╔══

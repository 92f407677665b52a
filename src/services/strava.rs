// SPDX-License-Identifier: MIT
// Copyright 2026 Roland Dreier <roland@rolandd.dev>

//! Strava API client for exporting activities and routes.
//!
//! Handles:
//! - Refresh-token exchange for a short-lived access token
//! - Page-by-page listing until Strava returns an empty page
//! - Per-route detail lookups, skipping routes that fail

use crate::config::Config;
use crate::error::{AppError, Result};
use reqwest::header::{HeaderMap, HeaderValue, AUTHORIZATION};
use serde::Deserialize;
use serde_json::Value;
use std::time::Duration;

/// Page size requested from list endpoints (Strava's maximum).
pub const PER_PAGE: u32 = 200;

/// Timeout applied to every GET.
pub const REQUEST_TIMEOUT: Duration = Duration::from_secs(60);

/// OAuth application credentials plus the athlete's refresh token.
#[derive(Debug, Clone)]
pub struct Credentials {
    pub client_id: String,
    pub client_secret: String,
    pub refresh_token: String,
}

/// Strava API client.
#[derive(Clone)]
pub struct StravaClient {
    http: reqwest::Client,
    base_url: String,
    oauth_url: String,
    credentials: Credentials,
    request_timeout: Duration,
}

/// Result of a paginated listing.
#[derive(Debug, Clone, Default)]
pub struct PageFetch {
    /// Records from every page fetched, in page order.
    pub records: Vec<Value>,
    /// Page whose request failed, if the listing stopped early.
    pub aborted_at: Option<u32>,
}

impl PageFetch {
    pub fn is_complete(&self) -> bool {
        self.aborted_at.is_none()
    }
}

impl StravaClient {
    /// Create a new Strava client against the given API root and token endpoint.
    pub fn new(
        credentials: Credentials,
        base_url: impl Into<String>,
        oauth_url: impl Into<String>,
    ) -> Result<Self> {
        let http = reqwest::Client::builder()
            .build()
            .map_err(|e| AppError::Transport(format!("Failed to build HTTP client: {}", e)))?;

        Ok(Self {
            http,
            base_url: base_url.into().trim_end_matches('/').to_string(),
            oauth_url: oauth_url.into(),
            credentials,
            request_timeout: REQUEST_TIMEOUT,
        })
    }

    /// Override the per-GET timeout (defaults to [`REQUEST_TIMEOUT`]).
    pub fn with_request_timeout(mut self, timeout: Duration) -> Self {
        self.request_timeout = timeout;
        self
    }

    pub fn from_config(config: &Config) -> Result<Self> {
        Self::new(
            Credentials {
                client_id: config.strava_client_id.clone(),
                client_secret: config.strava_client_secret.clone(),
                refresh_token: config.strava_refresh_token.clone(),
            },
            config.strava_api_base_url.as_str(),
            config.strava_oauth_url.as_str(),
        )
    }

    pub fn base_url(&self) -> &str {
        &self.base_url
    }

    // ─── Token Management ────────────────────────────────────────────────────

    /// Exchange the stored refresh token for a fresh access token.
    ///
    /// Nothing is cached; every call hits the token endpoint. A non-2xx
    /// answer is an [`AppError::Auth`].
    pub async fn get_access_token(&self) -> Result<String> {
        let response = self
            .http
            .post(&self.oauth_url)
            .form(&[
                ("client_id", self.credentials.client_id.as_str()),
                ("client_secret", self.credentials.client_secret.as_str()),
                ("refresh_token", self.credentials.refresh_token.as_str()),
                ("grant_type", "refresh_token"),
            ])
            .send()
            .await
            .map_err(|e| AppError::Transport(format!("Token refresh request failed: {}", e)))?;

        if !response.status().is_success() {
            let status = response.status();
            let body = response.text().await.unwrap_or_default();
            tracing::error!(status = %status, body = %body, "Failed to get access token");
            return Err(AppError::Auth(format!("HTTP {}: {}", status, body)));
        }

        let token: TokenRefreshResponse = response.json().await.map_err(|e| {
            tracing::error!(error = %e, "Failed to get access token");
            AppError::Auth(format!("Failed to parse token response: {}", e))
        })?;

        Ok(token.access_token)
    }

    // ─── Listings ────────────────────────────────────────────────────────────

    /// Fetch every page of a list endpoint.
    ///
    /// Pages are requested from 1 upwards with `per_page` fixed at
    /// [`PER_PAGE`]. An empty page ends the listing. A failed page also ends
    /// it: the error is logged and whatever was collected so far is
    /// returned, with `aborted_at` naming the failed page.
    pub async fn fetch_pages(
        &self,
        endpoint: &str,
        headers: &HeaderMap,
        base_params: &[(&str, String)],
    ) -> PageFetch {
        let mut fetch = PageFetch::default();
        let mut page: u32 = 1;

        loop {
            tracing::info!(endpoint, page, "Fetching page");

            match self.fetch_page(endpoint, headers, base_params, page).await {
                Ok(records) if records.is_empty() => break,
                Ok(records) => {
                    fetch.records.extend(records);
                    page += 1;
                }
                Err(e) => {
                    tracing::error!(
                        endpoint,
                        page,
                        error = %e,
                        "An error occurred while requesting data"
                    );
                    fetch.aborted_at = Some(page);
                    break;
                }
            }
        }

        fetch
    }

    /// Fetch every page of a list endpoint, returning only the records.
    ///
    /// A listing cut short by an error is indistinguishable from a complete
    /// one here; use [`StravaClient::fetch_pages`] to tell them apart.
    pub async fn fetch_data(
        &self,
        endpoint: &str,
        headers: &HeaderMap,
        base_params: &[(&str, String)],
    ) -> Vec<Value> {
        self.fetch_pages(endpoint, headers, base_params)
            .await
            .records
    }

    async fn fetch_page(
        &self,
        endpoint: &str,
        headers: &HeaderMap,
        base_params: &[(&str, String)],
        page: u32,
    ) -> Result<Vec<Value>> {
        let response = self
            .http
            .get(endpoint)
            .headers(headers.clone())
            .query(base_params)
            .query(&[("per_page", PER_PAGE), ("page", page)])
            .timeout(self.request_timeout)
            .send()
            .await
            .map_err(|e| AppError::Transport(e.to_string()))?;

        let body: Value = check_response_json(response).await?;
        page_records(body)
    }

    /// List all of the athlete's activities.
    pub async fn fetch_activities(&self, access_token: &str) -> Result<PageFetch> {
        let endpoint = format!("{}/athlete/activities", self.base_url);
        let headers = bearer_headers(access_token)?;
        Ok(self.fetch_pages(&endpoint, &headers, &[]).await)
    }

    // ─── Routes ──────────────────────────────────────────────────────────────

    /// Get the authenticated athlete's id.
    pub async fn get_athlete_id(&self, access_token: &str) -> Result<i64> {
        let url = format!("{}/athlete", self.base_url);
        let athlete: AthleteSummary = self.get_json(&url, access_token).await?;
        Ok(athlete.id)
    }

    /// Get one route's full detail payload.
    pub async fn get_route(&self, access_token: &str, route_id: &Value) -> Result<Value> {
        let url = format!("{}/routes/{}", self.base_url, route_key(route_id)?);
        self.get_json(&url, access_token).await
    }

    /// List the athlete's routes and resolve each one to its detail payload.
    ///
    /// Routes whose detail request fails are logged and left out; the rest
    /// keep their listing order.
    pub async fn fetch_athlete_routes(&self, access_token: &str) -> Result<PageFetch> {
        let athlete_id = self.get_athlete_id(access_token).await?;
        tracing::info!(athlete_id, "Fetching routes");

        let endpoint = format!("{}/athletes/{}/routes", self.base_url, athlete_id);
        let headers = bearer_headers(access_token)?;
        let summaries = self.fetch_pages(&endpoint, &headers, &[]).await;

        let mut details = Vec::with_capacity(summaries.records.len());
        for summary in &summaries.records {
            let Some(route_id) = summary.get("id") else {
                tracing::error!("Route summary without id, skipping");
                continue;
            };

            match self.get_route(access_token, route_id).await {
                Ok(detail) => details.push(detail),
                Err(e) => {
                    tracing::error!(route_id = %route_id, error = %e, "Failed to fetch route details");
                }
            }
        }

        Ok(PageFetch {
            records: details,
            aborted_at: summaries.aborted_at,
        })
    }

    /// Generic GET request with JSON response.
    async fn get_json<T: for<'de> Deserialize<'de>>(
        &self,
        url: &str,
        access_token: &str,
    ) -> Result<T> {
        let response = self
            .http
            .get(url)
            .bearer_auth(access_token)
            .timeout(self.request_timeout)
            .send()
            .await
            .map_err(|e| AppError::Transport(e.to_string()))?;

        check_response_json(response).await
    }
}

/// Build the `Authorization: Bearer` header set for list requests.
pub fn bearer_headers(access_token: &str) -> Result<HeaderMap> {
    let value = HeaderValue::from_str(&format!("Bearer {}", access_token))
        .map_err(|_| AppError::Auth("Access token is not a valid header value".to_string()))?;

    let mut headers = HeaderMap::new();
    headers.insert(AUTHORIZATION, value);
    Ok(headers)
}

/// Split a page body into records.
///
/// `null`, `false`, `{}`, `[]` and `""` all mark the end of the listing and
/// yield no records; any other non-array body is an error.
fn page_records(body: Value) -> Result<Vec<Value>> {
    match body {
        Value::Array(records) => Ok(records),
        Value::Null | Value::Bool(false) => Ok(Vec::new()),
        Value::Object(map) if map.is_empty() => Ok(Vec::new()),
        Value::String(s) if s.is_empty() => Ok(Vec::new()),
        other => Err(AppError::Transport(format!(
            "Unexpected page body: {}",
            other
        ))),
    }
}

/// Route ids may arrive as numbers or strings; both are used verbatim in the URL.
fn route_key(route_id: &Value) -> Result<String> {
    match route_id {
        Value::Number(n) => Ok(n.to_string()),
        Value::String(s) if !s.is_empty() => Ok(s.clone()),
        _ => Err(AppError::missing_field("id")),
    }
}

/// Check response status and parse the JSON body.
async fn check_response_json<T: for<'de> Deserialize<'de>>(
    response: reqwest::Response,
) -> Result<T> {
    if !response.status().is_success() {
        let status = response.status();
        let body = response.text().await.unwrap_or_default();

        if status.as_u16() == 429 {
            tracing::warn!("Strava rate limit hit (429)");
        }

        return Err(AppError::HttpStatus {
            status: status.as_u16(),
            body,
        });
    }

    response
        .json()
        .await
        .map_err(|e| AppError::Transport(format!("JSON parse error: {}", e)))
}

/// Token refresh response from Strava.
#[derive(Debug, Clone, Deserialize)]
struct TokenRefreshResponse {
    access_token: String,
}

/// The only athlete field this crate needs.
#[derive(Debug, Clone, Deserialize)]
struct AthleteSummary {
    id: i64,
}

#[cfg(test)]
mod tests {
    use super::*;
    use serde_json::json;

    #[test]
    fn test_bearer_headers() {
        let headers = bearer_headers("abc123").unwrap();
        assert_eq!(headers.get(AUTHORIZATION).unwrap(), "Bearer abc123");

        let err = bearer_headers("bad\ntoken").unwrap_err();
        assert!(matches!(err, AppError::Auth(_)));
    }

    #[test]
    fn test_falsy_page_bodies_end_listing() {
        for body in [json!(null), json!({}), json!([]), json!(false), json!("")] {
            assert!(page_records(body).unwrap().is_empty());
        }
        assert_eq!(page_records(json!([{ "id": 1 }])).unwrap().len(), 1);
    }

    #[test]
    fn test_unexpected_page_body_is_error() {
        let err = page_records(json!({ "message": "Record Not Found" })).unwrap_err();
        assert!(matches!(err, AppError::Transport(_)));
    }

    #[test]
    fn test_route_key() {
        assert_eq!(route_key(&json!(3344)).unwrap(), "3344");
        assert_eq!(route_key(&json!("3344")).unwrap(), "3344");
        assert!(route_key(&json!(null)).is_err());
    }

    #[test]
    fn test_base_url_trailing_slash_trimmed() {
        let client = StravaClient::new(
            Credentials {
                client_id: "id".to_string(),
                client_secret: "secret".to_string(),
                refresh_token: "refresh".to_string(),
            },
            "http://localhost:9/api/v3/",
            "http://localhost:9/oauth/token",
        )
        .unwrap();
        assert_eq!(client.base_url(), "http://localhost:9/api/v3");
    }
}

╚══

PROBLEM TO WORK ON:
What lines of the material above include "derive"? Copy each one.

TASK ANSWER:
#[derive(Debug, Clone)]
#[derive(Clone)]
#[derive(Debug, Clone, Default)]
#[derive(Debug, Clone, Deserialize)]
#[derive(Debug, Clone, Deserialize)]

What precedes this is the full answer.